Protein-coding gene in the species Homo sapiens

Fibrinogen gamma chain, also known as the fibrinogen gamma gene (FGG), is a human gene found on chromosome 3.

The protein encoded by this gene is the gamma component of fibrinogen, a blood-borne glycoprotein composed of three pairs of nonidentical polypeptide chains. Following vascular injury, fibrinogen is cleaved by thrombin to form fibrin which is the most abundant component of blood clots. In addition, various cleavage products of fibrinogen and fibrin regulate cell adhesion and spreading, display vasoconstrictor and chemotactic activities, and are mitogens for several cell types. Mutations in this gene lead to several disorders, including dysfibrinogenemia, hypofibrinogenemia and thrombophilia.
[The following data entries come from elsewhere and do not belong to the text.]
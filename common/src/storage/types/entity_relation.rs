use crate::{error::AppError, storage::db::SurrealDbClient, stored_object};

stored_object!(EntityRelation, "entity_relation", {
    corpus_id: String,
    source_id: String,
    target_id: String,
    relation_type: RelationType,
    weight: f32
});

#[derive(Debug, Clone, Copy, PartialEq, Eq, Hash, Serialize, Deserialize)]
#[serde(rename_all = "snake_case")]
pub enum RelationType {
    Calls,
    Imports,
    Inherits,
    Contains,
    References,
    RelatedTo,
}

impl EntityRelation {
    pub fn new(
        corpus_id: String,
        source_id: String,
        target_id: String,
        relation_type: RelationType,
        weight: f32,
    ) -> Self {
        let now = Utc::now();
        Self {
            id: uuid::Uuid::new_v4().to_string(),
            created_at: now,
            updated_at: now,
            corpus_id,
            source_id,
            target_id,
            relation_type,
            weight,
        }
    }

    /// All edges touching any of the given entities, in either direction.
    pub async fn find_touching(
        db: &SurrealDbClient,
        corpus_id: &str,
        entity_ids: &[String],
    ) -> Result<Vec<EntityRelation>, AppError> {
        if entity_ids.is_empty() {
            return Ok(Vec::new());
        }

        let ids: Vec<String> = entity_ids.to_vec();

        let mut response = db
            .query(
                "SELECT * FROM type::table($table) \
                 WHERE corpus_id = $corpus_id \
                   AND (source_id IN $ids OR target_id IN $ids)",
            )
            .bind(("table", Self::table_name().to_owned()))
            .bind(("corpus_id", corpus_id.to_owned()))
            .bind(("ids", ids))
            .await
            .map_err(AppError::Database)?;

        response.take(0).map_err(AppError::Database)
    }

    pub async fn count_for_corpus(db: &SurrealDbClient, corpus_id: &str) -> Result<usize, AppError> {
        #[derive(Deserialize)]
        struct CountRow {
            total: Option<u64>,
        }

        let mut response = db
            .query("SELECT count() AS total FROM type::table($table) WHERE corpus_id = $corpus_id GROUP ALL")
            .bind(("table", Self::table_name().to_owned()))
            .bind(("corpus_id", corpus_id.to_owned()))
            .await
            .map_err(AppError::Database)?;

        let rows: Vec<CountRow> = response.take(0).map_err(AppError::Database)?;
        Ok(rows
            .first()
            .and_then(|row| row.total)
            .map(|v| v as usize)
            .unwrap_or(0))
    }
}

#[cfg(test)]
mod tests {
    use super::*;
    use uuid::Uuid;

    #[tokio::test]
    async fn find_touching_matches_both_directions() {
        let db = SurrealDbClient::memory("rel_ns", &Uuid::new_v4().to_string())
            .await
            .expect("in-memory surrealdb");

        let outgoing = EntityRelation::new(
            "repo".into(),
            "e1".into(),
            "e2".into(),
            RelationType::Calls,
            1.0,
        );
        let incoming = EntityRelation::new(
            "repo".into(),
            "e3".into(),
            "e1".into(),
            RelationType::Imports,
            0.7,
        );
        let unrelated = EntityRelation::new(
            "repo".into(),
            "e4".into(),
            "e5".into(),
            RelationType::Contains,
            1.0,
        );

        for rel in [outgoing, incoming, unrelated] {
            db.store_item(rel).await.expect("store relation");
        }

        let touching = EntityRelation::find_touching(&db, "repo", &["e1".into()])
            .await
            .expect("find touching");
        assert_eq!(touching.len(), 2);
    }
}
Alternative splicing of the mRNA chain results in two transcript variants; the common γA chain and the alternatively spliced γ' chain. Approximately 10% of the total plasma fibrinogen consists of γA/γ' fibrinogen, with <1% consisting of γ'/γ' fibrinogen. Increased and decreased levels of γA/γ' fibrinogen have been associated with coronary artery disease and deep vein thrombosis respectively.
In the lung parenchyma of smokers, upregulation of FGG transcript levels has been reported.